According to the Reuters story:

"We have more fakes than real drugs in the market," said Christophe Zimmermann, the WCO's anti-counterfeiting and piracy coordinator. "In 2007-2008 alone, it rose 596 percent."

• The World Trade Organization says fake anti-malaria drugs kill 100,000 Africans a year and the black market deprives governments of 2.5-5 percent of their revenue.

• The Brussels-based WCO represents customs operations globally and has joined with former French president's Jacques Chirac's foundation to raise awareness at upper echelons to curtail the illicit industry.
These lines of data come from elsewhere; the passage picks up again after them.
//! Input validation for anything that ends up in a package manager argv.
//!
//! Commands are spawned without a shell, so the concern here is option
//! injection (`--foo` passed as a package) and garbage that no repository
//! could ever serve.

use crate::error::{Result, StackmatchError};
use regex::Regex;
use std::sync::LazyLock;

/// Allows: alphanumeric, dash, underscore, dot, plus, at sign, slash
static SAFE_PACKAGE_NAME: LazyLock<Regex> =
    LazyLock::new(|| Regex::new(r"^[a-zA-Z0-9@._+/-]+$").expect("Invalid regex pattern"));

/// Native version strings: digits, letters, and the usual separators
/// including Debian's epoch colon and tilde.
static SAFE_VERSION: LazyLock<Regex> =
    LazyLock::new(|| Regex::new(r"^[a-zA-Z0-9.+~:_-]+$").expect("Invalid regex pattern"));

static SHELL_DANGEROUS: LazyLock<Regex> =
    LazyLock::new(|| Regex::new(r#"[;`$(){}|&<>\\'"\n\r\t ]"#).expect("Invalid regex pattern"));

pub fn validate_package_name(name: &str) -> Result<()> {
    if name.is_empty() {
        return Err(StackmatchError::ConfigError(
            "Package name cannot be empty".to_string(),
        ));
    }

    if name.len() > 256 {
        return Err(StackmatchError::ConfigError(format!(
            "Package name too long (max 256 chars): {}...",
            name.chars().take(50).collect::<String>()
        )));
    }

    if name.starts_with('-') {
        return Err(StackmatchError::ConfigError(format!(
            "Package name cannot start with '-': {}",
            name
        )));
    }

    if SHELL_DANGEROUS.is_match(name) {
        return Err(StackmatchError::ConfigError(format!(
            "Package name contains unsafe characters: {}",
            name
        )));
    }

    if !SAFE_PACKAGE_NAME.is_match(name) {
        return Err(StackmatchError::ConfigError(format!(
            "Package name contains invalid characters: {}",
            name
        )));
    }

    if name.contains("..") {
        return Err(StackmatchError::ConfigError(format!(
            "Package name cannot contain path traversal: {}",
            name
        )));
    }

    Ok(())
}

pub fn validate_package_names(names: &[String]) -> Result<()> {
    for name in names {
        validate_package_name(name)?;
    }
    Ok(())
}

/// Validate a concrete version that will be pinned on the command line.
pub fn validate_version(version: &str) -> Result<()> {
    if version.is_empty() || version.starts_with('-') || !SAFE_VERSION.is_match(version) {
        return Err(StackmatchError::InvalidVersion(version.to_string()));
    }
    Ok(())
}

/// Truncate long command lines for log output.
pub fn sanitize_for_display(input: &str) -> String {
    if input.chars().count() > 200 {
        format!("{}...", input.chars().take(200).collect::<String>())
    } else {
        input.to_string()
    }
}

#[cfg(test)]
mod tests {
    use super::*;

    #[test]
    fn test_valid_package_names() {
        assert!(validate_package_name("ripgrep").is_ok());
        assert!(validate_package_name("postgresql@14").is_ok());
        assert!(validate_package_name("python3.12").is_ok());
        assert!(validate_package_name("OpenJS.NodeJS").is_ok());
        assert!(validate_package_name("docker.io").is_ok());
        assert!(validate_package_name("g++").is_ok());
    }

    #[test]
    fn test_shell_injection_blocked() {
        assert!(validate_package_name("foo; rm -rf /").is_err());
        assert!(validate_package_name("foo | cat").is_err());
        assert!(validate_package_name("foo$(cat)").is_err());
        assert!(validate_package_name("foo && echo").is_err());
    }

    #[test]
    fn test_option_injection_blocked() {
        assert!(validate_package_name("--purge").is_err());
        assert!(validate_package_name("-y").is_err());
        assert!(validate_version("--force").is_err());
    }

    #[test]
    fn test_path_traversal_blocked() {
        assert!(validate_package_name("../../../etc/passwd").is_err());
        assert!(validate_package_name("foo/../bar").is_err());
    }

    #[test]
    fn test_empty_and_long_names() {
        assert!(validate_package_name("").is_err());
        let long_name = "a".repeat(300);
        assert!(validate_package_name(&long_name).is_err());
    }

    #[test]
    fn test_native_versions() {
        assert!(validate_version("1:2.34.1-1ubuntu1").is_ok());
        assert!(validate_version("1.2~rc1").is_ok());
        assert!(validate_version("").is_err());
        assert!(validate_version("1.0 && id").is_err());
    }
}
• Spurred by Chirac's foundation, 176 national customs chiefs will sign a declaration on June 24 to ban the making and marketing of counterfeit drugs, Zimmermann told Reuters.

• Fake medicines often contain the wrong or toxic ingredients and pose a growing health threat worldwide, especially in poor countries where drugs are sold to treat conditions such as malaria, tuberculosis and HIV.

• "If these subjects are not dealt with and strong action not taken, they will be a source of conflict," said Catherine Joubert, director general of the Fondation Chirac, adding that so far 30 groups had signed the declaration.

• Getting the WCO's 176 members on board will lend legitimacy to proposals to revamp obsolete legislation and improve coordination between enforcement agencies, Zimmermann said.

Secure Pharma Chain Blog endorses the efforts of the WCO and other international agencies to fight this terrible criminal act that kills and impairs the health of millions globally each year.

Important to the success of the fight is the use of anti-counterfeiting technologies and authentication solutions designed to interdict bogus drugs within pharmaceutical supply chains to protect consumers.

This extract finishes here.